Bob gave an incredible amount of time and energy to the organization, but at the same time I recognize I was personally benefitting. Due to the configuration of my position, it often felt incredibly lonely building some of the bigger organizational pieces. Bob started showing up to conversations and then kept showing up. Without my realizing it, over time he became a teammate, my sounding board, the voice who would push back on me when I need to hear a different perspective and quickly he became my friend. Bob showed up and kept showing up until one day I realized he created a rare space for me to embrace relying on his presence in my world. It was a new thing relaxing into this profound sense of support. I can’t even tell you when it happened, but he stepped up and somehow helped me feel the load was not 100% on my shoulders. It was an incredible gift I didn’t know possible. He taught me a bit about my vulnerability by creating a space to experience it professionally. Then over time, he became a rarely found safe space to be human, pained, frustrated, and at times even feeling profoundly broken. He created a space that allowed me moments of healing, and for that I’m grateful.

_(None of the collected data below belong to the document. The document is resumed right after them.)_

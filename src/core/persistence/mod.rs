pub mod samples;
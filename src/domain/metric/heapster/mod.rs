//! Heapster-clone output schema.
//!
//! Downstream consumers parse these records by their JSON field names, so names, nesting
//! and per-field value types are frozen under [`schema::SCHEMA_VERSION`].

pub mod metric_point;
pub mod node_metric_record;
pub mod pod_metric_record;
pub mod schema;
use std::fs::{self, File};
use std::io::{BufWriter, Write};
use std::path::{Path, PathBuf};

use anyhow::{Context, Result};
use serde::Serialize;
use tracing::debug;

use crate::core::client::prometheus_dto::QueryWindow;
use crate::core::persistence::samples::metric_exporter_trait::MetricExporter;
use crate::core::persistence::samples::path::{
    sample_cycle_dir_path, sample_cycle_file_path, sample_node_file_path, sample_pods_file_path,
};
use crate::scheduler::tasks::collectors::prometheus::cycle_report::{CycleReport, NodeQueryFailure};

/// Writes each cycle into `<root>/cycle-<id>/` as heapster-clone JSON:
/// `node_<name>.json`, `pods_<name>.json` and a `cycle.json` summary.
#[derive(Debug, Clone)]
pub struct SampleDirFsAdapter {
    root: PathBuf,
}

#[derive(Serialize)]
struct CycleSummary<'a> {
    cycle_id: String,
    schema_version: &'a str,
    window: &'a QueryWindow,
    nodes: Vec<&'a str>,
    failures: &'a [NodeQueryFailure],
    warnings: &'a [String],
}

impl SampleDirFsAdapter {
    pub fn new(root: impl Into<PathBuf>) -> Self {
        Self { root: root.into() }
    }

    pub fn root(&self) -> &Path {
        &self.root
    }

    fn write_json<T: Serialize + ?Sized>(path: &Path, value: &T) -> Result<()> {
        let file = File::create(path).with_context(|| format!("Failed to create {path:?}"))?;
        let mut writer = BufWriter::new(file);
        serde_json::to_writer_pretty(&mut writer, value)?;
        writer.write_all(b"\n")?;
        writer.flush()?;
        Ok(())
    }
}

impl MetricExporter for SampleDirFsAdapter {
    fn export(&self, report: &CycleReport) -> Result<()> {
        let dir = sample_cycle_dir_path(&self.root, report.cycle_id);
        fs::create_dir_all(&dir).with_context(|| format!("Failed to create {dir:?}"))?;

        for collection in &report.nodes {
            Self::write_json(&sample_node_file_path(&dir, collection.name()), &collection.node)?;
            Self::write_json(&sample_pods_file_path(&dir, collection.name()), &collection.pods)?;
        }

        let summary = CycleSummary {
            cycle_id: report.cycle_id.to_string(),
            schema_version: report.schema_version,
            window: &report.window,
            nodes: report.nodes.iter().map(|n| n.name()).collect(),
            failures: &report.failures,
            warnings: &report.warnings,
        };
        Self::write_json(&sample_cycle_file_path(&dir), &summary)?;

        debug!(?dir, nodes = report.nodes.len(), "Wrote sample files");
        Ok(())
    }
}

#[cfg(test)]
mod tests {
    use super::*;
    use crate::domain::cluster::cluster_node::ClusterNode;
    use crate::errors::CollectorError;
    use crate::scheduler::tasks::collectors::prometheus::cycle_report::NodeCollection;
    use crate::scheduler::tasks::collectors::prometheus::mappers::map_collection;
    use chrono::{TimeZone, Utc};
    use std::time::Duration;
    use uuid::Uuid;

    fn report() -> CycleReport {
        let end = Utc.with_ymd_and_hms(2024, 5, 1, 12, 3, 0).unwrap();
        let window = QueryWindow::ending_at(end, Duration::from_secs(180), Duration::from_secs(60)).unwrap();
        let mut report = CycleReport::new(Uuid::new_v4(), window);
        let node = ClusterNode::new("node-a").with_provider_id("aws:///i-1");
        let collection: NodeCollection = map_collection(&node, &window, &[]);
        report.nodes.push(collection);
        report.failures.push(NodeQueryFailure::new(
            "node-b",
            "up",
            &window,
            &CollectorError::Transport {
                query: "up".into(),
                reason: "reset".into(),
            },
        ));
        report.warnings.push("PromQL info: metric might not be a counter".into());
        report
    }

    #[test]
    fn writes_node_pods_and_summary_files() {
        let root = std::env::temp_dir().join(format!("samples-{}", Uuid::new_v4()));
        let adapter = SampleDirFsAdapter::new(&root);
        let report = report();

        adapter.export(&report).unwrap();

        let dir = sample_cycle_dir_path(&root, report.cycle_id);
        let node: serde_json::Value =
            serde_json::from_str(&fs::read_to_string(dir.join("node_node-a.json")).unwrap()).unwrap();
        assert_eq!(node["labels"]["nodename"], "node-a");
        assert_eq!(node["labels"]["host_id"], "aws:///i-1");

        let pods: serde_json::Value =
            serde_json::from_str(&fs::read_to_string(dir.join("pods_node-a.json")).unwrap()).unwrap();
        assert_eq!(pods, serde_json::json!([]));

        let summary: serde_json::Value =
            serde_json::from_str(&fs::read_to_string(dir.join("cycle.json")).unwrap()).unwrap();
        assert_eq!(summary["schema_version"], "heapster-clone/v1");
        assert_eq!(summary["nodes"], serde_json::json!(["node-a"]));
        assert_eq!(summary["failures"][0]["node"], "node-b");
        assert_eq!(summary["failures"][0]["retryable"], true);
        assert_eq!(summary["window"]["step"], 60);

        fs::remove_dir_all(&root).unwrap();
    }
}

Most important, he taught me what it is to feel supported and was an ally in every sense of the word. When he showed up to support us, he was often one of the first ones there and the last one to leave. He’s a walking embodiment of service and always lead with action, not lip-service. Each of those actions allowed me to relax a bit more, trust a bit more. The ripple effect of that was that I knew someone had my back and that knowledge alone can help someone tackle climbing a mountain. He made a lot of personal sacrifices to serve the organization. I know my benefit comes on the back of that sacrifice and I’ll be forever grateful for its ripple in my life.
Bob, I’m grateful to you for all the work you did in service to that vision. However, it pales in comparison to my gratitude for the ways you’ve impacted who I am today. In my community, we talk about the word Ally as an identity. Often people think that it’s an identity that we hold just by claiming the space, with only memory of past action or intent of the future action. Often people wear their Ally identity proud, yet when real help or support is needed, they get stuck in their comfort zones, scared or fearful and do not speak up or engage any supportive action. You’ve helped me think and talk about it differently. Allies are not an identity, but an ongoing investment in action. Allies step out of their comfort zones and find ways to engage in healing efforts. Anyone can just slap a sticker on their window to claim to be a safe space or ally. However, without the courage of action in the moments they are the most needed by another human being, we can never claim the embodiment of an ally.
At every turn you step up in action, at every turn I’ve seen you use your voice and at every turn I needed one, you consistently embodied the word ally.
Throughout my life, most of the crappy moments happened when no one was around to help or step up. The experience allowed me a greater understanding what it means to be truly supported by an ally’s actions and what that feels like when all is said and done. Ultimately the blessing in all of this is that I now can say with certainty, that I know what it feels like to really have an ally have my back in moments I needed it most. Now that I understand that, it will inform and inspire me to engage as a better ally to others.
Thank you for the positive ripple. I'm blessed to call you a friend.